For instance, Clank! (we reviewed Clank! In Space) is a game that’s appropriate for “when it’s time for a little competition,” “when you want something challenging,” and “when you’re at your local game store.” Another SuperParent favorite, Pantone (featured in our 2018 Holiday Tabletop Guide), is appropriate for “when you’re in a large group,” “when you want something fun and easy,” and “when you’re at a dinner party.”
The genre-based chapters start with an explanation of each. Deck-building games have taken on a number of forms since Donald Vaccarino’s Dominion helped popularize the genre, and the six entries in that chapter give players great options to begin with and more complex entries for later. Hidden role games is another genre that touches a wide range of implementations, from One Night Ultimate Werewolf to the excellent tabletop adaptation of Syfy’s Battlestar Galactica.

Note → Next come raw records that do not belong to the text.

//! Integration tests

use std::collections::{BTreeMap, HashMap};
use std::net::{IpAddr, Ipv4Addr};
use std::time::Duration;

use chrono::{DateTime, FixedOffset, TimeZone, Utc};
use envbind::{Engine, Error, HardwareAddr, Parsable, Populate, Snapshot};
use serial_test::serial;
use std::env;

fn source(pairs: &[(&str, &str)]) -> HashMap<String, String> {
    pairs
        .iter()
        .map(|(k, v)| (k.to_string(), v.to_string()))
        .collect()
}

fn populate<T: Populate>(target: &mut T, prefix: &str, pairs: &[(&str, &str)]) -> Result<(), Error> {
    Engine::with_source(source(pairs))
        .with_prefix(prefix)
        .populate(target)
}

#[derive(Debug, Default, Populate)]
struct BasicConfig {
    #[env("name")]
    pub name: String,

    #[env("age")]
    pub age: i32,

    #[env("is_married")]
    pub is_married: bool,

    pub untagged: String,
}

#[test]
fn test_basic_config() {
    let mut config = BasicConfig::default();
    populate(
        &mut config,
        "APP",
        &[
            ("APP_NAME", "John"),
            ("APP_AGE", "30"),
            ("APP_IS_MARRIED", "true"),
            ("APP_UNTAGGED", "ignored"),
        ],
    )
    .unwrap();

    assert_eq!(config.name, "John");
    assert_eq!(config.age, 30);
    assert!(config.is_married);
    assert_eq!(config.untagged, "");
}

#[derive(Debug, Default, Populate)]
struct RequiredConfig {
    #[env("host")]
    pub host: String,

    #[env("port,required")]
    pub port: u16,

    #[env("mode,required", default = "release")]
    pub mode: String,
}

#[test]
fn test_missing_required_field() {
    let mut config = RequiredConfig::default();
    let err = populate(&mut config, "APP", &[("APP_HOST", "localhost")]).unwrap_err();

    assert!(matches!(err, Error::MissingRequired { ref key } if key == "APP_PORT"));
    assert_eq!(err.to_string(), "missing required environment variable: APP_PORT");
    // Fields before the failing one stay assigned
    assert_eq!(config.host, "localhost");
}

#[test]
fn test_empty_required_field() {
    let mut config = RequiredConfig::default();
    let err = populate(&mut config, "", &[("PORT", "")]).unwrap_err();
    assert!(matches!(err, Error::EmptyRequired { ref key } if key == "PORT"));
}

#[test]
fn test_required_with_default() {
    let mut config = RequiredConfig::default();
    populate(&mut config, "", &[("PORT", "80")]).unwrap();
    assert_eq!(config.port, 80);
    assert_eq!(config.mode, "release");

    populate(&mut config, "", &[("PORT", "80"), ("MODE", "debug")]).unwrap();
    assert_eq!(config.mode, "debug");
}

#[derive(Debug, Default, Populate)]
struct Geo {
    #[env("lat")]
    pub lat: f64,

    #[env("zone,omitprefix")]
    pub zone: String,
}

#[derive(Debug, Default, Populate)]
struct Address {
    #[env("city")]
    pub city: String,

    #[env("nested:geo")]
    pub geo: Geo,
}

#[derive(Debug, Default, Populate)]
struct Person {
    #[env("name")]
    pub name: String,

    #[env("nested:addr")]
    pub address: Address,

    #[env("prefix:work")]
    pub work: Option<Address>,

    pub home: Address,
}

#[test]
fn test_nested_with_prefix() {
    let mut person = Person::default();
    populate(
        &mut person,
        "APP",
        &[
            ("APP_NAME", "John"),
            ("APP_ADDR_CITY", "NYC"),
            ("APP_ADDR_GEO_LAT", "40.7"),
            ("APP_WORK_CITY", "Boston"),
        ],
    )
    .unwrap();

    assert_eq!(person.name, "John");
    assert_eq!(person.address.city, "NYC");
    assert_eq!(person.address.geo.lat, 40.7);
    assert_eq!(person.work.as_ref().map(|a| a.city.as_str()), Some("Boston"));
}

#[test]
fn test_untagged_nested_shares_prefix() {
    let mut person = Person::default();
    populate(&mut person, "APP", &[("APP_CITY", "Paris"), ("APP_GEO_LAT", "48.8")]).unwrap();

    assert_eq!(person.home.city, "Paris");
    assert_eq!(person.home.geo.lat, 48.8);
}

#[test]
fn test_nested_pointer_allocated_without_keys() {
    let mut person = Person::default();
    populate(&mut person, "APP", &[]).unwrap();
    assert!(person.work.is_some());
}

#[test]
fn test_omitprefix_at_any_depth() {
    let mut person = Person::default();
    populate(
        &mut person,
        "APP",
        &[("ZONE", "EST"), ("APP_ADDR_GEO_ZONE", "wrong")],
    )
    .unwrap();

    assert_eq!(person.address.geo.zone, "EST");
    assert_eq!(person.work.as_ref().map(|a| a.geo.zone.as_str()), Some("EST"));
}

#[derive(Debug, Default, Populate)]
struct Collections {
    #[env("nums")]
    pub nums: Vec<i32>,

    #[env("names")]
    pub names: Vec<String>,

    #[env("timeouts")]
    pub timeouts: Vec<Duration>,

    #[env("ports")]
    pub ports: Vec<Box<u16>>,

    #[env("labels", format = "json")]
    pub labels: HashMap<String, String>,

    #[env("weights", format = "yaml")]
    pub weights: BTreeMap<String, f32>,
}

#[test]
fn test_sequences_and_maps() {
    let mut config = Collections::default();
    populate(
        &mut config,
        "APP",
        &[
            ("APP_NUMS", "1,2,3"),
            ("APP_NAMES", "a, b ,c"),
            ("APP_TIMEOUTS", "1s,250ms"),
            ("APP_PORTS", "80,443"),
            ("APP_LABELS", r#"{"team":"core"}"#),
            ("APP_WEIGHTS", "a: 0.5\nb: 1.5\n"),
        ],
    )
    .unwrap();

    assert_eq!(config.nums, vec![1, 2, 3]);
    assert_eq!(config.names, vec!["a", "b", "c"]);
    assert_eq!(config.timeouts, vec![Duration::from_secs(1), Duration::from_millis(250)]);
    assert_eq!(config.ports, vec![Box::new(80), Box::new(443)]);
    assert_eq!(config.labels["team"], "core");
    assert_eq!(config.weights["b"], 1.5);
}

#[test]
fn test_sequence_element_out_of_range() {
    let mut config = Collections::default();
    let err = populate(&mut config, "APP", &[("APP_PORTS", "80,70000")]).unwrap_err();
    assert!(matches!(err, Error::Conversion { ref key, .. } if key == "APP_PORTS"));
}

#[derive(Debug, Default, Populate)]
struct UnformattedMap {
    #[env("labels")]
    pub labels: HashMap<String, String>,
}

#[test]
fn test_map_without_format() {
    let mut config = UnformattedMap::default();
    let err = populate(&mut config, "", &[("LABELS", "{}")]).unwrap_err();
    assert!(matches!(err, Error::UnsupportedShape { .. }));
}

#[derive(Debug, Default, PartialEq, serde::Deserialize)]
struct Limits {
    burst: u32,
    rate: f64,
}

envbind::structured!(Limits);

#[derive(Debug, Default, Populate)]
struct Structured {
    #[env("limits", format = "json")]
    pub limits: Limits,

    #[env("backup", format = "toml")]
    pub backup: Limits,
}

#[test]
fn test_structured_record() {
    let mut config = Structured::default();
    populate(&mut config, "", &[("LIMITS", r#"{"burst":5,"rate":0.5}"#)]).unwrap();
    assert_eq!(config.limits, Limits { burst: 5, rate: 0.5 });

    let err = populate(&mut config, "", &[("BACKUP", "burst = 1")]).unwrap_err();
    match err {
        Error::UnsupportedFormat { key, format, .. } => {
            assert_eq!(key, "BACKUP");
            assert_eq!(format, "toml");
        }
        other => panic!("unexpected error: {other:?}"),
    }
}

#[derive(Debug, Default, Populate)]
struct Scalars {
    #[env("timeout,required")]
    pub timeout: Duration,

    #[env("started")]
    pub started: Option<DateTime<FixedOffset>>,

    #[env("release", format = "time:%d/%m/%Y %H:%M,Europe/Paris")]
    pub release: Option<DateTime<Utc>>,

    #[env("zone")]
    pub zone: Option<chrono_tz::Tz>,

    #[env("endpoint")]
    pub endpoint: Option<url::Url>,

    #[env("bind")]
    pub bind: Option<IpAddr>,

    #[env("mac")]
    pub mac: Option<HardwareAddr>,
}

#[test]
fn test_recognized_scalars() {
    let mut config = Scalars::default();
    populate(
        &mut config,
        "APP",
        &[
            ("APP_TIMEOUT", "10s"),
            ("APP_STARTED", "2023-01-02T15:04:05Z"),
            ("APP_RELEASE", "01/01/2024 10:00"),
            ("APP_ZONE", "Asia/Tokyo"),
            ("APP_ENDPOINT", "https://example.com/api"),
            ("APP_BIND", "10.0.0.1"),
            ("APP_MAC", "00:00:5e:00:53:01"),
        ],
    )
    .unwrap();

    assert_eq!(config.timeout, Duration::from_secs(10));
    assert_eq!(
        config.started,
        Some(Utc.with_ymd_and_hms(2023, 1, 2, 15, 4, 5).unwrap().fixed_offset())
    );
    assert_eq!(
        config.release,
        Some(Utc.with_ymd_and_hms(2024, 1, 1, 9, 0, 0).unwrap())
    );
    assert_eq!(config.zone, Some(chrono_tz::Asia::Tokyo));
    assert_eq!(config.endpoint.as_ref().map(|u| u.host_str()), Some(Some("example.com")));
    assert_eq!(config.bind, Some(IpAddr::V4(Ipv4Addr::new(10, 0, 0, 1))));
    assert_eq!(config.mac.map(|m| m.to_string()).as_deref(), Some("00:00:5e:00:53:01"));
}

#[test]
fn test_pointer_leaves_stay_empty_when_unset() {
    let mut config = Scalars::default();
    populate(&mut config, "APP", &[("APP_TIMEOUT", "1m")]).unwrap();

    assert!(config.started.is_none());
    assert!(config.zone.is_none());
    assert!(config.mac.is_none());
}

#[test]
fn test_bad_duration_is_conversion_failure() {
    let mut config = Scalars::default();
    let err = populate(&mut config, "APP", &[("APP_TIMEOUT", "soon")]).unwrap_err();
    assert!(matches!(err, Error::Conversion { ref key, .. } if key == "APP_TIMEOUT"));
}

#[derive(Debug, Default, PartialEq)]
struct CustomTime {
    raw: String,
    time: Option<DateTime<FixedOffset>>,
}

impl Parsable for CustomTime {
    fn parse_field(&mut self, value: &str) -> anyhow::Result<()> {
        self.raw = value.to_string();
        self.time = Some(DateTime::parse_from_rfc3339(value)?);
        Ok(())
    }
}

/// Wraps a point in time but parses only `@<unix seconds>`.
#[derive(Debug, Default, PartialEq)]
struct Epoch(i64);

impl Parsable for Epoch {
    fn parse_field(&mut self, value: &str) -> anyhow::Result<()> {
        let seconds = value
            .strip_prefix('@')
            .ok_or_else(|| anyhow::anyhow!("epoch must start with '@'"))?;
        self.0 = seconds.parse()?;
        Ok(())
    }
}

envbind::parsable!(CustomTime, Epoch);

#[derive(Debug, Default, Populate)]
struct Hooked {
    #[env("start")]
    pub start: CustomTime,

    #[env("epochs")]
    pub epochs: Vec<Epoch>,

    #[env("deadline")]
    pub deadline: Option<Epoch>,
}

#[test]
fn test_custom_hook() {
    let mut config = Hooked::default();
    populate(
        &mut config,
        "APP",
        &[
            ("APP_START", "2023-01-02T15:04:05Z"),
            ("APP_EPOCHS", "@1,@2"),
            ("APP_DEADLINE", "@99"),
        ],
    )
    .unwrap();

    assert_eq!(config.start.raw, "2023-01-02T15:04:05Z");
    assert!(config.start.time.is_some());
    assert_eq!(config.epochs, vec![Epoch(1), Epoch(2)]);
    assert_eq!(config.deadline, Some(Epoch(99)));
}

#[test]
fn test_custom_hook_error_is_verbatim() {
    let mut config = Hooked::default();
    let err = populate(&mut config, "", &[("DEADLINE", "2024-01-01")]).unwrap_err();
    match err {
        Error::Conversion { key, source } => {
            assert_eq!(key, "DEADLINE");
            assert_eq!(source.to_string(), "epoch must start with '@'");
        }
        other => panic!("unexpected error: {other:?}"),
    }
}

#[derive(Debug, Default, Populate)]
struct Files {
    #[env("input")]
    pub input: Option<std::fs::File>,

    #[env("output", format = "file:wo|create|truncate,0600")]
    pub output: Option<std::fs::File>,
}

#[test]
fn test_file_handles() {
    use std::io::{Read, Write};

    let mut input = tempfile::NamedTempFile::new().unwrap();
    write!(input, "payload").unwrap();
    let dir = tempfile::tempdir().unwrap();
    let output = dir.path().join("out.txt");

    let mut config = Files::default();
    populate(
        &mut config,
        "",
        &[
            ("INPUT", input.path().to_str().unwrap()),
            ("OUTPUT", output.to_str().unwrap()),
        ],
    )
    .unwrap();

    let mut contents = String::new();
    config.input.unwrap().read_to_string(&mut contents).unwrap();
    assert_eq!(contents, "payload");

    config.output.unwrap().write_all(b"written").unwrap();
    assert_eq!(std::fs::read_to_string(&output).unwrap(), "written");
}

#[derive(Debug, Default, Populate)]
struct LogFile {
    #[env("log", format = "file:create,0644")]
    pub log: Option<std::fs::File>,
}

#[test]
fn test_read_only_file_is_created() {
    let dir = tempfile::tempdir().unwrap();
    let path = dir.path().join("new.log");

    let mut config = LogFile::default();
    populate(&mut config, "", &[("LOG", path.to_str().unwrap())]).unwrap();

    assert!(config.log.is_some());
    assert!(path.exists());
}

#[derive(Debug, Default, Populate)]
struct Ratios {
    #[env("wide")]
    pub wide: f64,

    #[env("narrow")]
    pub narrow: Option<f32>,
}

#[test]
fn test_float_overflow_is_conversion_failure() {
    let mut config = Ratios::default();
    let err = populate(&mut config, "", &[("WIDE", "1e400")]).unwrap_err();
    assert!(matches!(err, Error::Conversion { ref key, .. } if key == "WIDE"));
    assert_eq!(config.wide, 0.0);

    let err = populate(&mut config, "", &[("NARROW", "1e400")]).unwrap_err();
    assert!(matches!(err, Error::Conversion { ref key, .. } if key == "NARROW"));
    assert!(config.narrow.is_none());
}

#[test]
fn test_empty_slot_is_invalid_target() {
    let mut target: Option<BasicConfig> = None;
    let err = Engine::with_source(source(&[])).populate(&mut target).unwrap_err();
    assert!(matches!(err, Error::InvalidTarget { .. }));
    assert!(target.is_none());
}

#[test]
fn test_populate_with_explicit_prefix() {
    let engine = Engine::with_source(source(&[("OTHER_NAME", "Jane")])).with_prefix("APP");
    let mut config = BasicConfig::default();
    engine.populate_with_prefix(&mut config, "OTHER").unwrap();
    assert_eq!(config.name, "Jane");
    assert_eq!(engine.prefix(), "APP");
}

#[derive(Debug, Default, Populate)]
#[env(prefix = "SVC")]
struct ServiceConfig {
    #[env("database_url,required")]
    pub database_url: String,

    #[env("max_connections", default = "10")]
    pub max_connections: u32,
}

#[test]
#[serial]
fn test_from_env_uses_container_prefix() {
    env::set_var("SVC_DATABASE_URL", "postgres://localhost/test");
    env::remove_var("SVC_MAX_CONNECTIONS");

    let config = ServiceConfig::from_env().unwrap();
    assert_eq!(config.database_url, "postgres://localhost/test");
    assert_eq!(config.max_connections, 10);

    env::remove_var("SVC_DATABASE_URL");
}

#[test]
#[serial]
fn test_from_env_missing_required() {
    env::remove_var("SVC_DATABASE_URL");

    let result = ServiceConfig::from_env();
    assert!(matches!(result, Err(Error::MissingRequired { .. })));
}

#[test]
#[serial]
fn test_snapshot_source() {
    env::set_var("SNAP_DATABASE_URL", "postgres://snapshot");
    let engine = Engine::with_source(Snapshot::capture()).with_prefix("SNAP");
    env::remove_var("SNAP_DATABASE_URL");

    let mut config = ServiceConfig::default();
    engine.populate(&mut config).unwrap();
    assert_eq!(config.database_url, "postgres://snapshot");
}

#[test]
fn test_engine_is_reusable() {
    let engine = Engine::with_source(source(&[("APP_NAME", "John"), ("APP_AGE", "41")]))
        .with_prefix("APP");

    let mut first = BasicConfig::default();
    let mut second = BasicConfig::default();
    engine.populate(&mut first).unwrap();
    engine.populate(&mut second).unwrap();
    assert_eq!(first.age, second.age);
}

Each of the more than 100 games included is formatted for ease of understanding, including a difficulty assessment, recommended age range, number of players, play time, and the goal of the game. Bebo’s work shines in the brief synopsis of each game, though.
In the two or three pages allotted to each entry, readers are given a brief rundown of play, tips and hints (some of which might otherwise be overlooked by first-time players), and fun facts. Given Bebo’s extensive work in the space, she’s also incorporated fun anecdotes about some of the games that provide some background information on their design and development.
On the surface, The Everything Tabletop Games Book is a well-written and expertly curated assemblage of excellent tabletop games akin to 1001 Movies You Must See Before You Die. Bebo has put together something more than a reference text, though. It’s a warm welcome for those uninitiated to the world of tabletop games. The gorgeous layout and smart organization make it a worthwhile tome for anyone already a fan of the hobby.
It’s my hope that this is merely the first volume in a series that will grow as time goes on and new genres take root. The Everything Tabletop Games Book is a brilliant collection of interesting and enticing games. It’s a must-have for new fans and established lovers of tabletop gaming.
Disclosure: Simon & Schuster provided SuperParent with a copy of The Everything Tabletop Games Book for coverage purposes.